The committee is holding hearings to try to determine what caused the problems and who is responsible.

It previously heard testimony from Edward Gross, the former New Jersey Turnpike executive director. Gross defended the E-ZPass financing and said it always has been understood - despite Whitman administration claims in 1998 that E-ZPass would cost taxpayers nothing - that the bridge and road agencies would be responsible for paying the debt should revenue fall short.

Franzini said the E-ZPass bonds were purchased by a group called Newcourt Capital, which then sold them to various financial institutions.

Wisniewski said his staff has been unable to find Newcourt and asked whether it might have been created by MFS Network Technologies, which was awarded the contract to install E-ZPass.

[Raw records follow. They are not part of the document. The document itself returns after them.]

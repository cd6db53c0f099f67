/*!
 * Process Handle
 * Seam to the process-spawning layer; the supervisor core never forks
 */

use super::types::ProcessResult;
use crate::core::types::{Fd, Pid};
use futures::future::BoxFuture;

/// Handle to one supervised OS child process.
///
/// Spawning and signalling live outside this crate; the arbiter only drives
/// lifecycle transitions and reads the pipe descriptors the handle exposes.
/// `start` and `stop` resolve when the underlying transition completes, so
/// callers can hold the exclusivity token across the whole operation.
pub trait ProcessHandle: Send {
    /// OS process ID
    fn pid(&self) -> Pid;

    /// Start the child; resolves once the process is up
    fn start(&mut self) -> BoxFuture<'_, ProcessResult<()>>;

    /// Stop the child; resolves once the process is down
    fn stop(&mut self) -> BoxFuture<'_, ProcessResult<()>>;

    /// Whether the child is currently stopped
    fn is_stopped(&self) -> bool;

    /// Stdout pipe descriptor, available once started
    fn stdout_fd(&self) -> Option<Fd>;

    /// Stderr pipe descriptor, available once started
    fn stderr_fd(&self) -> Option<Fd>;

    /// Non-blocking reap check: `Some(exit_code)` once the child has exited
    fn try_wait(&mut self) -> Option<i32>;
}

Franzini and Lawrence G. Cier, EDA investment banking director, said they knew of no connection.

Assemblyman Diane Stender, D-Fanwood, suggested Newcourt be called to testify and questioned why the bond deal was completed privately.

Franzini said the deal was closed privately because it was so complex.

"That was probably a very good way to escape scrutiny," Stender said.

Assemblyman Alex DeCroce, R-Morris Plains, said the E-ZPass debt will not be due for several years and defended the system, charging Stender with being on a "witch hunt" after she suggested E-ZPass was not working.

"Right now, everything is working well," DeCroce said.

Wisniewski did not agree.

"The problem here is an accident already has happened," he said.

Responded DeCroce, "Well, it hasn't happened."

Wisniewski, though, said the state will owe money eventually.

"That money has to come from somewhere and if it's not from a toll increase, it's going to be from a reallocation of resources," he said.

Assemblyman Francis Bodine, R-Moorestown, said a toll increase would effect only people who use the toll roads and bridges, including motorists from out-of-state.

Assemblyman Reed Gusciora, D-Princeton Borough, said many of those people are state taxpayers.